From the entries below, copy every line that has the word "ExposureTracker".

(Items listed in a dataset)
------------------------
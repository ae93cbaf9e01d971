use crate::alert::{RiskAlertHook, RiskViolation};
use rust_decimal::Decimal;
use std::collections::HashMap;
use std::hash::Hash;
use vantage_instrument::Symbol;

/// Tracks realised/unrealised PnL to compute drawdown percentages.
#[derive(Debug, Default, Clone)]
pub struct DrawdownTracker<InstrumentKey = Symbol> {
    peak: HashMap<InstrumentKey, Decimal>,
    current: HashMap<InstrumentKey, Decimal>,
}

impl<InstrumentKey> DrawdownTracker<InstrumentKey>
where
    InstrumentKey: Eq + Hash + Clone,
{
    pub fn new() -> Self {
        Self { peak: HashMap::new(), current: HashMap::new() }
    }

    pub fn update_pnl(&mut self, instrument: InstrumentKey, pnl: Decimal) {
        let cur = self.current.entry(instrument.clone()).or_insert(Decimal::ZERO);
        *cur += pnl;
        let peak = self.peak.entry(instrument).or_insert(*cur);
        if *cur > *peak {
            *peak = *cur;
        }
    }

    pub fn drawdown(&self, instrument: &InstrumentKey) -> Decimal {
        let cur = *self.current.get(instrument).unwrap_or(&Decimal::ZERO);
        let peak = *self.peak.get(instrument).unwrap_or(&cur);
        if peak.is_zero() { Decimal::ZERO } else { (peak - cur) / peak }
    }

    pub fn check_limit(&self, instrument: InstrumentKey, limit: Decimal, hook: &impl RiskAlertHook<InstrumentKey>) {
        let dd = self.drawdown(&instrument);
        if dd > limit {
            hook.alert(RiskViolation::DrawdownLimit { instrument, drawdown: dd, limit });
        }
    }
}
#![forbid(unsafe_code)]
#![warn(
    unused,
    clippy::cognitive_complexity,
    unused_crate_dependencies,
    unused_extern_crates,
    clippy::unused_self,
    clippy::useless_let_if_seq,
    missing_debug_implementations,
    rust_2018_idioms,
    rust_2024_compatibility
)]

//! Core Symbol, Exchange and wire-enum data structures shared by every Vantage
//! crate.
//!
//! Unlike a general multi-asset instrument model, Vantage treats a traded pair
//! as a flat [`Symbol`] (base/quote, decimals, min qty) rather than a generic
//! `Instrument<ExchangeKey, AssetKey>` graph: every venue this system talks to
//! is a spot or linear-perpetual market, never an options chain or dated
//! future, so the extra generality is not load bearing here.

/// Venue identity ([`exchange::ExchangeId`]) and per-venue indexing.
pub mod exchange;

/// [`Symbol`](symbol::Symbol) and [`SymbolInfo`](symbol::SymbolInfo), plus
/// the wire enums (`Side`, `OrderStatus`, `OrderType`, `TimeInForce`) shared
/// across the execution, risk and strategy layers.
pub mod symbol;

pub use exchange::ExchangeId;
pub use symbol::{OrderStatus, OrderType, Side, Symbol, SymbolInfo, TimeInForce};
------------------------
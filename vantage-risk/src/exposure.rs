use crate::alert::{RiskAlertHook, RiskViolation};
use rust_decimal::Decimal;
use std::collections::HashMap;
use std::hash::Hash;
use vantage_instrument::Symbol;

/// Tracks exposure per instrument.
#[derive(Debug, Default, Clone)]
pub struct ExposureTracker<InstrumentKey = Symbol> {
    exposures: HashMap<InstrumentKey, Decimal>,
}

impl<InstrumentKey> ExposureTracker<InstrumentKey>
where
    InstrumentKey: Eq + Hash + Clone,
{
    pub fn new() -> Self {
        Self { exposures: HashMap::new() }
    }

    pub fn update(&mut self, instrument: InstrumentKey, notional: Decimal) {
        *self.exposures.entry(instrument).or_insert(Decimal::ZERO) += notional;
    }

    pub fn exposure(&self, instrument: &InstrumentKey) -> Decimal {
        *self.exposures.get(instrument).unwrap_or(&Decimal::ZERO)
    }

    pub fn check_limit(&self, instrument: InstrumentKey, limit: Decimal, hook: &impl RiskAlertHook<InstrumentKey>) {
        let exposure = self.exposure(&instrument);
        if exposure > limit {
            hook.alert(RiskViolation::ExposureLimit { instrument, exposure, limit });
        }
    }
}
------------------------
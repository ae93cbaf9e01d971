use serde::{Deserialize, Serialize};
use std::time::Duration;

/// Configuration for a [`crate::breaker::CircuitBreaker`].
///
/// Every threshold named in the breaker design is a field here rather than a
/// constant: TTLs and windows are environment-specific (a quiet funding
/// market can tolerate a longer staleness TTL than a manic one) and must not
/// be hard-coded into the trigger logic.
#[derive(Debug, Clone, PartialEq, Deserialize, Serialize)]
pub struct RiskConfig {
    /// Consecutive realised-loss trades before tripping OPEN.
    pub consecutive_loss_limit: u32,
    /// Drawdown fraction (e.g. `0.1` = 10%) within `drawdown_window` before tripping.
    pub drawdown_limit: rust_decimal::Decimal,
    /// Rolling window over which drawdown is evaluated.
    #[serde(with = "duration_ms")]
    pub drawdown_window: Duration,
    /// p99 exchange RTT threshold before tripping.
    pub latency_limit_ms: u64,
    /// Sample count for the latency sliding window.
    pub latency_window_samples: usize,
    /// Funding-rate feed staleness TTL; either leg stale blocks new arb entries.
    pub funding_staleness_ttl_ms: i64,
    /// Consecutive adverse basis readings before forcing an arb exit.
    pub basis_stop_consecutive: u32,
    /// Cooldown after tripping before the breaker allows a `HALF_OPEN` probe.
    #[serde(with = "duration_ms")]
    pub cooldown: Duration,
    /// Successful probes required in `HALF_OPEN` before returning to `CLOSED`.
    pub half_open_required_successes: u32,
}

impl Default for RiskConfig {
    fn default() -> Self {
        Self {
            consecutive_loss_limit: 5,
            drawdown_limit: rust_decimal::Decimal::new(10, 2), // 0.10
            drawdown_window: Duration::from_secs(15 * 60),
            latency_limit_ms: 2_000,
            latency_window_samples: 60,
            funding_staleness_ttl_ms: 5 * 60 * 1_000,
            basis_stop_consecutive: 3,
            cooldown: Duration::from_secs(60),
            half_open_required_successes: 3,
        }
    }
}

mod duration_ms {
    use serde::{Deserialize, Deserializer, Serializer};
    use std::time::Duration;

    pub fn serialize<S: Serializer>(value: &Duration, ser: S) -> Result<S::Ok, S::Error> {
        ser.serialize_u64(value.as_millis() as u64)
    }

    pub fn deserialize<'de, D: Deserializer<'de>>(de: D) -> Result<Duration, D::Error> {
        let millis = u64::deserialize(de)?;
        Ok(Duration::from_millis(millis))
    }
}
------------------------
▸ RESULT FOR THIS EXERCISE:
pub struct ExposureTracker<InstrumentKey = Symbol> {
impl<InstrumentKey> ExposureTracker<InstrumentKey>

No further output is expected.